4.5% Computer share of GDP (peak, 2000)
3.0% Computer share of GDP (recent)
-33% Decline since peak

When we worry that AI might automate everything and leave nothing for humans to do, this graph offers at least a partial counterpoint. Computers are getting less of GDP, not more, even with a hundred million times more transistors in our pockets.

Building a Model to Test the Scenarios

To study these two scenarios rigorously, my co-authors and I built a model. It features ideas as the source of long-run growth, production functions for both goods and ideas that involve weak links, and an automation process that unfolds endogenously over time. We calibrated the model to fit U.S. data going back to the 1950s, then ran it forward.

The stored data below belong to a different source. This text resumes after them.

//! Front-to-back volumetric raymarch through the cloud field.

use glam::{IVec2, Vec3, Vec4, Vec4Swizzles};

use crate::density::{DensitySource, FULL_DETAIL_OCTAVES, SHADOW_OCTAVES};
use crate::lattice::Lattice;
use crate::lightning::LightningField;
use crate::noise::NoiseSource;
use crate::params::{SceneParameters, MAX_RENDER_STEPS};

/// Largest start offset drawn from the dither lattice
const START_JITTER: f32 = 0.1;

const MIN_STEP: f32 = 0.1;
const STEP_GROWTH: f32 = 0.08;

/// Samples at or below this density are treated as empty air
const INSIDE_EPSILON: f32 = 0.01;

/// Distance toward the sun for the shadow probe
const SHADOW_PROBE: f32 = 0.6;

/// Accumulated alpha past which the ray stops
const OPAQUE_ALPHA: f32 = 0.96;

/// Distance thresholds and the octave budget beyond each
const LOD_BANDS: [(f32, u32); 4] = [(5.0, 4), (15.0, 3), (30.0, 2), (60.0, 1)];

/// Step length at travel distance `t`
#[inline]
pub fn step_size(t: f32) -> f32 {
    (STEP_GROWTH * t).max(MIN_STEP)
}

/// Octave budget at travel distance `t`
pub fn lod_octaves(t: f32, use_lod: bool) -> u32 {
    if !use_lod {
        return FULL_DETAIL_OCTAVES;
    }
    LOD_BANDS
        .iter()
        .filter(|(threshold, _)| t > *threshold)
        .map(|(_, octaves)| *octaves)
        .last()
        .unwrap_or(FULL_DETAIL_OCTAVES)
}

/// Why a ray stopped
#[derive(Debug, Clone, Copy, PartialEq, Eq)]
pub enum Termination {
    /// Ran out of iterations
    StepLimit,

    /// Travelled past the draw distance
    DrawDistance,

    /// Accumulated enough opacity
    Opaque,
}

/// Outcome of one ray
#[derive(Debug, Clone, Copy, PartialEq)]
pub struct MarchResult {
    /// Premultiplied RGBA accumulator, clamped to [0, 1]
    pub color: Vec4,

    /// Iterations consumed
    pub steps: u32,

    /// Travel distance when the ray stopped
    pub distance: f32,

    pub termination: Termination,
}

/// Marches rays through a density source with lighting and lightning
pub struct Raymarcher<'a, D, N> {
    params: &'a SceneParameters,
    density: D,
    lightning: LightningField<N>,
    dither: &'a Lattice,
    time: f32,
}

impl<'a, D: DensitySource, N: NoiseSource> Raymarcher<'a, D, N> {
    pub fn new(
        params: &'a SceneParameters,
        density: D,
        lightning: LightningField<N>,
        dither: &'a Lattice,
        time: f32,
    ) -> Self {
        Self {
            params,
            density,
            lightning,
            dither,
            time,
        }
    }

    /// March from `origin` along unit direction `dir`.
    ///
    /// `background` is what fog blends toward; `pixel` picks the dither
    /// texel for the start offset.
    pub fn march(
        &self,
        origin: Vec3,
        dir: Vec3,
        background: Vec3,
        pixel: IVec2,
        sun_dir: Vec3,
    ) -> MarchResult {
        let limit = self.params.render_steps.min(MAX_RENDER_STEPS);
        let mut t = START_JITTER * self.dither.fetch(pixel).x;
        let mut sum = Vec4::ZERO;
        let mut steps = 0;
        let mut termination = Termination::StepLimit;

        while steps < limit {
            steps += 1;
            let dt = step_size(t);
            let pos = origin + t * dir;

            let den = self
                .density
                .density(pos, lod_octaves(t, self.params.use_lod));
            if den > INSIDE_EPSILON {
                let sample = self.shade(pos, den, t, dt, background, sun_dir);
                sum += sample * (1.0 - sum.w);
            }

            t += dt;
            if sum.w > OPAQUE_ALPHA {
                termination = Termination::Opaque;
                break;
            }
            if t > self.params.draw_distance {
                termination = Termination::DrawDistance;
                break;
            }
        }

        MarchResult {
            color: sum.clamp(Vec4::ZERO, Vec4::ONE),
            steps,
            distance: t,
            termination,
        }
    }

    /// Premultiplied color of one cloud sample
    fn shade(&self, pos: Vec3, den: f32, t: f32, dt: f32, background: Vec3, sun_dir: Vec3) -> Vec4 {
        let p = self.params;

        // Shadows never need fine detail
        let toward_sun = self.density.density(pos + SHADOW_PROBE * sun_dir, SHADOW_OCTAVES);
        let diffuse = ((den - toward_sun) / 0.5).clamp(0.0, 1.0);

        let strike = self.lightning.strike(pos, self.time);

        let mut light = p.light_color_1 * 1.1 + 0.8 * p.light_color_2 * diffuse;
        light += p.lightning_color * strike.glow * p.lightning_intensity * 5.0;

        let mut rgb = p.cloud_base.lerp(p.cloud_shadow, den) * light;
        // Emissive, ignores shadowing
        rgb += p.lightning_color * strike.core * p.lightning_intensity * 10.0;

        let fog = 1.0 - (-p.fog_density * t).exp2();
        rgb = rgb.lerp(background, fog);

        let alpha = (den * 8.0 * dt).min(1.0);
        (rgb * alpha).extend(alpha)
    }
}

/// Composite a march result over an opaque background color
#[inline]
pub fn composite(background: Vec3, result: &MarchResult) -> Vec3 {
    background * (1.0 - result.color.w) + result.color.xyz()
}

#[cfg(test)]
mod tests {
    use super::*;
    use crate::noise::NoiseField;

    struct Uniform(f32);

    impl DensitySource for Uniform {
        fn density(&self, _p: Vec3, _octaves: u32) -> f32 {
            self.0
        }
    }

    fn march_uniform(params: &SceneParameters, density: f32, dither: &Lattice) -> MarchResult {
        let noise_lattice = Lattice::constant(4, 0.5).unwrap();
        let noise = NoiseField::from_params(&noise_lattice, params, 0.0);
        let lightning = LightningField::new(params, noise, 0.0);
        let marcher = Raymarcher::new(params, Uniform(density), lightning, dither, 0.0);
        marcher.march(Vec3::ZERO, Vec3::Z, params.background, IVec2::new(3, 7), Vec3::Z)
    }

    #[test]
    fn test_empty_space_is_transparent_and_stops_at_draw_distance() {
        let params = SceneParameters {
            render_steps: MAX_RENDER_STEPS,
            ..Default::default()
        };
        let dither = Lattice::blue_noise(16, 1).unwrap();
        let result = march_uniform(&params, 0.0, &dither);

        assert_eq!(result.color, Vec4::ZERO);
        assert_eq!(result.termination, Termination::DrawDistance);
        // At most one step past the draw distance
        let last_step = step_size(result.distance / (1.0 + STEP_GROWTH));
        assert!(result.distance > params.draw_distance);
        assert!(result.distance - params.draw_distance <= last_step + 1e-4);
    }

    #[test]
    fn test_thin_haze_below_epsilon_is_skipped() {
        let params = SceneParameters::default();
        let dither = Lattice::constant(4, 0.0).unwrap();
        let result = march_uniform(&params, INSIDE_EPSILON, &dither);
        assert_eq!(result.color.w, 0.0);
    }

    #[test]
    fn test_dense_cloud_exits_early_when_opaque() {
        let params = SceneParameters::default();
        let dither = Lattice::constant(4, 0.0).unwrap();
        let result = march_uniform(&params, 1.0, &dither);

        assert_eq!(result.termination, Termination::Opaque);
        assert!(result.color.w > OPAQUE_ALPHA);
        assert!(result.steps < 10);
        assert!(result.color.max_element() <= 1.0);
    }

    #[test]
    fn test_step_limit_is_respected() {
        let params = SceneParameters {
            render_steps: 3,
            ..Default::default()
        };
        let dither = Lattice::constant(4, 0.0).unwrap();
        let result = march_uniform(&params, 0.0, &dither);
        assert_eq!(result.termination, Termination::StepLimit);
        assert_eq!(result.steps, 3);
        assert!((result.distance - 0.3).abs() < 1e-5);
    }

    #[test]
    fn test_dither_offsets_the_start() {
        let params = SceneParameters {
            render_steps: 1,
            ..Default::default()
        };
        let dither = Lattice::constant(4, 1.0).unwrap();
        let result = march_uniform(&params, 0.0, &dither);
        assert!((result.distance - (START_JITTER + MIN_STEP)).abs() < 1e-6);
    }

    #[test]
    fn test_step_size_grows_with_distance() {
        assert_eq!(step_size(0.0), MIN_STEP);
        assert_eq!(step_size(1.0), MIN_STEP);
        assert!((step_size(50.0) - 4.0).abs() < 1e-6);
    }

    #[test]
    fn test_lod_bands() {
        assert_eq!(lod_octaves(1.0, true), 5);
        assert_eq!(lod_octaves(5.5, true), 4);
        assert_eq!(lod_octaves(20.0, true), 3);
        assert_eq!(lod_octaves(45.0, true), 2);
        assert_eq!(lod_octaves(61.0, true), 1);
        assert_eq!(lod_octaves(61.0, false), FULL_DETAIL_OCTAVES);
    }

    #[test]
    fn test_composite_over_background() {
        let result = MarchResult {
            color: Vec4::new(0.2, 0.1, 0.0, 0.5),
            steps: 1,
            distance: 1.0,
            termination: Termination::StepLimit,
        };
        let out = composite(Vec3::ONE, &result);
        assert!((out - Vec3::new(0.7, 0.6, 0.5)).length() < 1e-6);
    }
}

Before showing the forward simulations, here is a thought experiment the model lets us perform. What if we had infinite amounts of software—anything that uses software, pushed to infinity? How much richer would we be? The answer turns out to be elegant: because of weak links, infinite amounts of some task raises GDP by that task's share of GDP. Software is about 2% of GDP. So infinite software would make us roughly 2% richer. Only 2%, because all the other weak links are bottlenecking us. Automating one thing really well is not enough; you need to keep automating the weak links.

What the Simulations Reveal

Our model has two key ingredients that mirror the two scenarios. First, automation generates new ideas, which enable more automation—a flywheel with positive feedback that wants to explode. Second, weak links tell you that automating some tasks while leaving others untouched means the chain is still held back by its weakest points. We put both ingredients in, calibrated to history, and ran the model forward under different assumptions.

In the first set of simulations, AI is simply a continuation of the historical patterns of automation we have seen for 200 years. In the second, more aggressive set, we assume AI represents a break from the past—the entire economy starts getting automated at the pace of Moore's Law, with machines improving at 10% per year across the board starting today, and that automation feeds back into more ideas and more automation. I think of the second scenario as too aggressive and the first as probably not aggressive enough; the truth likely lies somewhere in between.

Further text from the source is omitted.